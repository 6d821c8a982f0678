use crate::aggregate::{AggregateField, WindowedAggregate};
use crate::buffer::SeriesBuffer;
use crate::config::MetricsConfig;
use crate::series;
use chrono::{DateTime, Duration, Utc};
use dashmap::DashMap;
use parking_lot::Mutex;
use std::collections::BTreeMap;
use std::sync::atomic::{AtomicU64, Ordering};
use telemon_common::types::MetricSample;
use telemon_common::window::{self, effective_minutes, window_start};

pub struct MetricsStore {
    config: MetricsConfig,
    series: DashMap<String, Mutex<SeriesBuffer>>,
    next_seq: AtomicU64,
}

impl MetricsStore {
    pub fn new(config: MetricsConfig) -> Self {
        Self {
            config,
            series: DashMap::new(),
            next_seq: AtomicU64::new(0),
        }
    }

    pub fn config(&self) -> &MetricsConfig {
        &self.config
    }

    pub fn record(&self, series: &str, value: f64, tags: BTreeMap<String, String>) {
        self.record_at(series, value, tags, Utc::now());
    }

    /// Append a sample with an explicit timestamp.
    ///
    /// Non-finite values are dropped: ingestion never fails.
    pub fn record_at(
        &self,
        series: &str,
        value: f64,
        tags: BTreeMap<String, String>,
        timestamp: DateTime<Utc>,
    ) {
        if !value.is_finite() {
            tracing::debug!(series, value, "Dropping non-finite sample");
            return;
        }
        let sample = MetricSample {
            series: series.to_string(),
            timestamp,
            value,
            tags,
        };

        // Fast path holds only the shard read lock, so the eviction sweep
        // (which needs the write lock to drop empty series) cannot orphan
        // this buffer mid-push.
        if let Some(buffer) = self.series.get(series) {
            buffer.lock().push(sample);
            return;
        }

        let max_samples = self.config.max_samples_per_series;
        self.series
            .entry(series.to_string())
            .or_insert_with(|| {
                let seq = self.next_seq.fetch_add(1, Ordering::Relaxed);
                Mutex::new(SeriesBuffer::new(seq, max_samples))
            })
            .lock()
            .push(sample);
    }

    pub fn query(&self, series: &str, window: Duration) -> WindowedAggregate {
        self.query_at(series, window, Utc::now())
    }

    pub fn query_at(
        &self,
        series: &str,
        window: Duration,
        now: DateTime<Utc>,
    ) -> WindowedAggregate {
        let samples = self.samples_at(series, window, now);
        aggregate_samples(&samples, window, now)
    }

    /// In-window samples of `series`, oldest first.
    pub fn samples(&self, series: &str, window: Duration) -> Vec<MetricSample> {
        self.samples_at(series, window, Utc::now())
    }

    pub fn samples_at(
        &self,
        series: &str,
        window: Duration,
        now: DateTime<Utc>,
    ) -> Vec<MetricSample> {
        let start = window_start(now, window);
        match self.series.get(series) {
            Some(buffer) => buffer.lock().in_window(start, now).cloned().collect(),
            None => Vec::new(),
        }
    }

    /// Samples of every series starting with `prefix`, concatenated in
    /// series registration order.
    pub fn samples_with_prefix_at(
        &self,
        prefix: &str,
        window: Duration,
        now: DateTime<Utc>,
    ) -> Vec<MetricSample> {
        self.series_names(prefix)
            .iter()
            .flat_map(|name| self.samples_at(name, window, now))
            .collect()
    }

    /// Most recent sample of `series` inside the window, if any.
    pub fn latest_at(
        &self,
        series: &str,
        window: Duration,
        now: DateTime<Utc>,
    ) -> Option<MetricSample> {
        let start = window_start(now, window);
        let buffer = self.series.get(series)?;
        let guard = buffer.lock();
        guard
            .latest()
            .filter(|s| s.timestamp >= start && s.timestamp <= now)
            .cloned()
    }

    /// Series names starting with `prefix`, in registration order.
    pub fn series_names(&self, prefix: &str) -> Vec<String> {
        let mut names: Vec<(u64, String)> = self
            .series
            .iter()
            .filter(|entry| entry.key().starts_with(prefix))
            .map(|entry| (entry.value().lock().seq(), entry.key().clone()))
            .collect();
        names.sort_by_key(|(seq, _)| *seq);
        names.into_iter().map(|(_, name)| name).collect()
    }

    pub fn top_k(
        &self,
        prefix: &str,
        window: Duration,
        by: AggregateField,
        k: usize,
    ) -> Vec<(String, WindowedAggregate)> {
        self.top_k_at(prefix, window, by, k, Utc::now())
    }

    /// Series under `prefix` ranked by `by`, descending. Series without
    /// in-window data are skipped; ties go to the smaller name.
    pub fn top_k_at(
        &self,
        prefix: &str,
        window: Duration,
        by: AggregateField,
        k: usize,
        now: DateTime<Utc>,
    ) -> Vec<(String, WindowedAggregate)> {
        let mut ranked: Vec<(String, WindowedAggregate)> = self
            .series_names(prefix)
            .into_iter()
            .map(|name| {
                let agg = self.query_at(&name, window, now);
                (name, agg)
            })
            .filter(|(_, agg)| !agg.is_empty())
            .collect();
        ranked.sort_by(|(a_name, a), (b_name, b)| {
            b.field(by)
                .total_cmp(&a.field(by))
                .then_with(|| a_name.cmp(b_name))
        });
        ranked.truncate(k);
        ranked
    }

    pub fn evict_expired(&self) -> usize {
        self.evict_expired_at(Utc::now())
    }

    /// Drop samples older than the retention horizon, then drop series left
    /// empty. Returns the number of samples removed.
    pub fn evict_expired_at(&self, now: DateTime<Utc>) -> usize {
        let cutoff = window_start(now, window::secs(self.config.retention_secs));

        let removed: usize = self
            .series
            .iter()
            .map(|entry| entry.value().lock().evict_before(cutoff))
            .sum();

        let before = self.series.len();
        self.series.retain(|_, buffer| !buffer.get_mut().is_empty());
        let dropped_series = before.saturating_sub(self.series.len());

        if removed > 0 || dropped_series > 0 {
            tracing::debug!(removed, dropped_series, "Evicted expired samples");
        }
        removed
    }

    pub fn reset(&self) {
        self.series.clear();
        tracing::info!("Metrics store reset");
    }

    pub fn series_count(&self) -> usize {
        self.series.len()
    }

    pub fn sample_count(&self) -> usize {
        self.series
            .iter()
            .map(|entry| entry.value().lock().len())
            .sum()
    }

    /// Timestamps of the oldest and newest retained samples.
    pub fn time_range(&self) -> Option<(DateTime<Utc>, DateTime<Utc>)> {
        self.series
            .iter()
            .filter_map(|entry| {
                let guard = entry.value().lock();
                Some((guard.oldest()?.timestamp, guard.latest()?.timestamp))
            })
            .reduce(|(lo, hi), (o, n)| (lo.min(o), hi.max(n)))
    }

    pub fn record_api_response(&self, method: &str, path: &str, status: u16, duration_ms: f64) {
        let status = status.to_string();
        let method = method.to_ascii_uppercase();
        self.record(
            &series::api_series(&method, path),
            duration_ms,
            telemon_common::types::tags(&[
                (series::TAG_METHOD, method.as_str()),
                (series::TAG_PATH, path),
                (series::TAG_STATUS, status.as_str()),
            ]),
        );
    }

    pub fn record_db_query(&self, query: &str, duration_ms: f64) {
        let query = series::clip(query);
        self.record(
            series::DB_QUERY,
            duration_ms,
            telemon_common::types::tags(&[(series::TAG_QUERY, query.as_str())]),
        );
    }

    pub fn record_error(&self, kind: &str, message: &str) {
        let message = series::clip(message);
        self.record(
            &series::error_series(kind),
            1.0,
            telemon_common::types::tags(&[(series::TAG_MESSAGE, message.as_str())]),
        );
    }

    pub fn record_memory(&self, used_bytes: u64, total_bytes: u64) {
        let percent = if total_bytes > 0 {
            used_bytes as f64 / total_bytes as f64 * 100.0
        } else {
            0.0
        };
        let used = used_bytes.to_string();
        let total = total_bytes.to_string();
        self.record(
            series::MEMORY,
            percent,
            telemon_common::types::tags(&[
                (series::TAG_USED_BYTES, used.as_str()),
                (series::TAG_TOTAL_BYTES, total.as_str()),
            ]),
        );
    }

    pub fn record_cpu(&self, usage_percent: f64) {
        self.record(series::CPU, usage_percent, BTreeMap::new());
    }
}

impl Default for MetricsStore {
    fn default() -> Self {
        Self::new(MetricsConfig::default())
    }
}

/// Aggregate already-filtered samples of a window ending at `now`.
pub fn aggregate_samples(
    samples: &[MetricSample],
    window: Duration,
    now: DateTime<Utc>,
) -> WindowedAggregate {
    let span = samples
        .first()
        .map(|s| now - s.timestamp)
        .unwrap_or_else(Duration::zero);
    let values = samples.iter().map(|s| s.value).collect();
    WindowedAggregate::from_values(values, effective_minutes(window, span))
}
------------------------------------------------------------
WHAT TO WORK ON: Using the entries above, tally how many lines have the word "usize" in them; write the number and nothing more.

SOLUTION TO THE PROBLEM: 7